Bass Guitar preamps comparison: Bartolini MK-1 vs. MarkBass MB-1
Cort Bass active electronics comparison
Artisan B4 with Markbass MB-1 preamp
Element B5 with Bartolini MK-1 preamp
This article explores and compares two preamps commonly found in mid-tier factory bass guitars: the Bartolini MK-1 and the Markbass MB-1. These two systems—despite being similarly specced in terms of controls and layout—differ substantially in design philosophy, implementation, and performance. The goal is to provide insight into their internal architecture and practical implications for musicians and tinkerers.
Instrument Specifications
SPECIFICATIONS | B5 Element | B4FL+AS |
---|---|---|
Construction | Bolt-on | Bolt-on |
Body | Mahogany (Ash top) | Swamp Ash |
Neck | 5pcs Walnut & Panga Panga | Maple/Wenge, 1F 20.5mm, 12F 22mm |
Fretboard | Roasted Maple | Panga Panga |
Fretboard Radius | 15.75" (400mm) | n.a. |
Frets | 24 | Fretless, 2 octaves |
Scale | 34" (864mm) | 34" (864mm) |
Tuners | Hipshot® Ultralite | Hipshot® Ultralite |
Bridge | MetalCraft M5 - 18mm | EB12(4) |
Pickups | Bartolini® MK-1 set | Bartolini® MK1-4/F & MK1-4/R |
Electronics | Bartolini MK-1 | Markbass MB-1 |
Hardware Color | Black | Black |
Strings | D’Addario® EXL170-SSL | D’Addario® EXL165 (105–045) |
Shared Features:
- Master volume potentiometer
- Pickup balancer (bridge/neck)
- Three-band EQ (active mode)
- Passive/active switch
- 9V battery power supply
Overview of the Preamp Architectures
Function | Markbass MB-1 | Bartolini MK-1 |
---|---|---|
Switch function | Full passive mode | EQ bypass only |
Battery-less operation | Yes | No |
Tone control gains | TBD | TBD |
Noise figure | TBD | TBD |
While both preamps share identical pinouts and footprint (e.g., interchangeable within similar bass bodies), their internal circuitry reveals a stark contrast in engineering choices.
Bartolini MK-1 Reverse Engineering

The MK-1’s circuit is composed entirely of surface-mount components on a silkscreen-free PCB. A polarity protection diode is soldered directly across the battery terminals, and all signal processing is handled by three TL062 dual op-amps (JRC).
Two tantalum capacitors act as low-leakage filters, stabilizing the V/2 bias voltage derived from the 9V power supply.

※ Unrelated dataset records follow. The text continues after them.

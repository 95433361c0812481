//! Shared forecast pipeline used by both CLI and TUI front-ends.
//!
//! Keeping this in one place avoids duplicating the core workflow:
//! ingest -> join -> features -> split -> fit -> predict -> residuals
//!
//! The CLI and the TUI can then focus on presentation (printing vs widgets).

use tracing::info;

use crate::domain::{COL_LOAD, ForecastConfig, LagSpec, ModelFile, PredictionRow, Table, Timestamp, feature_columns};
use crate::error::AppError;
use crate::features::{FeatureMatrix, build_features};
use crate::fit::{FittedModel, fit_model};
use crate::io::{IngestedTable, MODEL_TOOL, load_load_csv, load_weather_csv};
use crate::models::{LoadPredictor, Model};
use crate::report::{ErrorMetrics, compute_residuals};
use crate::table::{inner_join, split_at_cutoff};

/// Row counts at each stage, for the run summary.
#[derive(Debug, Clone, Default, PartialEq)]
pub struct DatasetSummary {
    pub load_rows: usize,
    pub load_row_errors: usize,
    pub weather_rows: usize,
    pub weather_row_errors: usize,
    pub joined_rows: usize,
    pub train_rows: usize,
    pub test_rows: usize,
}

/// Joined, feature-augmented table ready to be split.
#[derive(Debug, Clone)]
pub struct PreparedData {
    pub table: Table,
    pub summary: DatasetSummary,
}

/// All computed outputs of a single `lf run`.
#[derive(Debug, Clone)]
pub struct RunOutput {
    pub summary: DatasetSummary,
    pub cutoff: Timestamp,
    pub train: FeatureMatrix,
    pub test: FeatureMatrix,
    pub fitted: FittedModel,
    pub train_metrics: Option<ErrorMetrics>,
    pub predictions: Vec<PredictionRow>,
    pub metrics: ErrorMetrics,
}

/// Outputs of `lf predict` with a saved model.
#[derive(Debug, Clone)]
pub struct PredictOutput {
    pub summary: DatasetSummary,
    pub matrix: FeatureMatrix,
    pub predictions: Vec<PredictionRow>,
    pub metrics: ErrorMetrics,
}

/// Read both CSVs, join them and add calendar and lag features.
pub fn prepare_data(
    load_csv: &std::path::Path,
    weather_csv: &std::path::Path,
    zone: &str,
    offset: chrono::FixedOffset,
    lags: &[LagSpec],
) -> Result<PreparedData, AppError> {
    let load = load_load_csv(load_csv, zone, offset)?;
    let weather = load_weather_csv(weather_csv, offset)?;
    prepare_from_tables(&load, &weather, lags)
}

pub fn prepare_from_tables(
    load: &IngestedTable,
    weather: &IngestedTable,
    lags: &[LagSpec],
) -> Result<PreparedData, AppError> {
    let mut table = inner_join(&load.table, &weather.table)?;
    if table.is_empty() {
        return Err(AppError::no_data(
            "Load and weather tables share no timestamps (empty join).",
        ));
    }

    build_features(&mut table, lags)?;

    let summary = DatasetSummary {
        load_rows: load.table.len(),
        load_row_errors: load.row_errors.len(),
        weather_rows: weather.table.len(),
        weather_row_errors: weather.row_errors.len(),
        joined_rows: table.len(),
        ..DatasetSummary::default()
    };
    info!(
        load = summary.load_rows,
        weather = summary.weather_rows,
        joined = summary.joined_rows,
        "joined inputs"
    );

    Ok(PreparedData { table, summary })
}

/// Execute the full pipeline and return the computed outputs.
pub fn run_forecast(config: &ForecastConfig) -> Result<RunOutput, AppError> {
    let data = prepare_data(
        &config.load_csv,
        &config.weather_csv,
        &config.zone,
        config.utc_offset,
        &config.lags,
    )?;
    run_forecast_with_data(config, &data)
}

/// Execute split -> fit -> predict on already prepared data.
///
/// This is useful for the TUI where we want to refit without re-reading files.
pub fn run_forecast_with_data(config: &ForecastConfig, data: &PreparedData) -> Result<RunOutput, AppError> {
    let (train_table, test_table) = split_at_cutoff(&data.table, config.cutoff)?;
    if train_table.is_empty() {
        return Err(AppError::no_data(format!(
            "No records at or before cutoff {}.",
            config.cutoff
        )));
    }
    if test_table.is_empty() {
        return Err(AppError::no_data(format!("No records after cutoff {}.", config.cutoff)));
    }

    let mut summary = data.summary.clone();
    summary.train_rows = train_table.len();
    summary.test_rows = test_table.len();
    info!(train = summary.train_rows, test = summary.test_rows, cutoff = %config.cutoff, "split");

    let features = feature_columns(&config.lags);
    let train = FeatureMatrix::from_table(&train_table, &features, Some(COL_LOAD))?;
    let test = FeatureMatrix::from_table(&test_table, &features, Some(COL_LOAD))?;
    train.require_observations("training")?;
    test.require_observations("testing")?;

    let fitted = fit_model(config.model, &train, &config.network)?;

    let train_rows = evaluate(&fitted.model, &train)?;
    let train_metrics = ErrorMetrics::from_rows(&train_rows);

    let predictions = evaluate(&fitted.model, &test)?;
    let metrics = ErrorMetrics::from_rows(&predictions)
        .ok_or_else(|| AppError::no_data("No test predictions."))?;
    info!(
        n = metrics.n,
        mae = metrics.mae,
        rmse = metrics.rmse,
        mape = ?metrics.mape,
        "test metrics"
    );

    Ok(RunOutput {
        summary,
        cutoff: config.cutoff,
        train,
        test,
        fitted,
        train_metrics,
        predictions,
        metrics,
    })
}

/// Portable file for the fitted model of a run.
pub fn model_file(config: &ForecastConfig, run: &RunOutput) -> ModelFile {
    ModelFile {
        tool: MODEL_TOOL.to_string(),
        zone: config.zone.clone(),
        trained_through: run.cutoff,
        features: run.train.feature_names.clone(),
        lags: config.lags.iter().map(LagSpec::to_file).collect(),
        params: run.fitted.model.to_params(),
    }
}

/// Apply a saved model to new data.
///
/// Only records strictly after `from` are scored; pass `None` to score all.
pub fn run_predict(
    model_file: &ModelFile,
    data: &PreparedData,
    from: Option<Timestamp>,
) -> Result<PredictOutput, AppError> {
    let model = Model::from_params(&model_file.params)?;

    let table = match from {
        Some(from) => split_at_cutoff(&data.table, from)?.1,
        None => data.table.clone(),
    };
    if table.is_empty() {
        return Err(AppError::no_data("No records to score."));
    }

    let matrix = FeatureMatrix::from_table(&table, &model_file.features, Some(COL_LOAD))?;
    matrix.require_observations("scoring")?;

    let predictions = evaluate(&model, &matrix)?;
    let metrics =
        ErrorMetrics::from_rows(&predictions).ok_or_else(|| AppError::no_data("No predictions."))?;

    let mut summary = data.summary.clone();
    summary.test_rows = table.len();

    Ok(PredictOutput {
        summary,
        matrix,
        predictions,
        metrics,
    })
}

fn evaluate(model: &Model, matrix: &FeatureMatrix) -> Result<Vec<PredictionRow>, AppError> {
    let predicted = model.predict(&matrix.features)?;
    compute_residuals(&matrix.timestamps, matrix.require_target()?, &predicted)
}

MK-1 Signal Path and Schematic

The input stage consists of passive pickups routed through a balancer potentiometer and passed to a unity-gain op-amp stage. The initial preamp output is then routed via the switch to either:
- The output jack (EQ bypassed), or
- The three-band EQ section.

The input coupling capacitors are 100nF, forming a high-pass filter. Substituting these with 1uF+ electrolytics would extend the bass range but may increase susceptibility to microphonic or subsonic noise (e.g., from finger taps).

An important note: one op-amp remains entirely unconnected, with floating inputs, which is generally considered poor practice. Connecting the non-inverting input to ground and configuring it as a buffer (unity gain) would reduce potential noise and mitigate risk of RF interference or parasitic oscillation.
Markbass MB-1 Reverse Engineering

(Section under construction — the following will be added soon:)
- Full schematic diagram
- Component analysis and values
- Tone control architecture
- Comparison of output impedance and gain stages
Conclusion
This side-by-side comparison of the MK-1 and MB-1 reveals a shared design context (modern active bass electronics with 3-band EQ and pickup balance), but divergent internal strategies.
The Bartolini MK-1 is minimal and efficient but lacks a true passive mode and contains some questionable design choices like unused op-amps.
The Markbass MB-1 appears to offer a more flexible and serviceable approach, with passive fallback — but a detailed teardown will confirm or refute this in the upcoming update.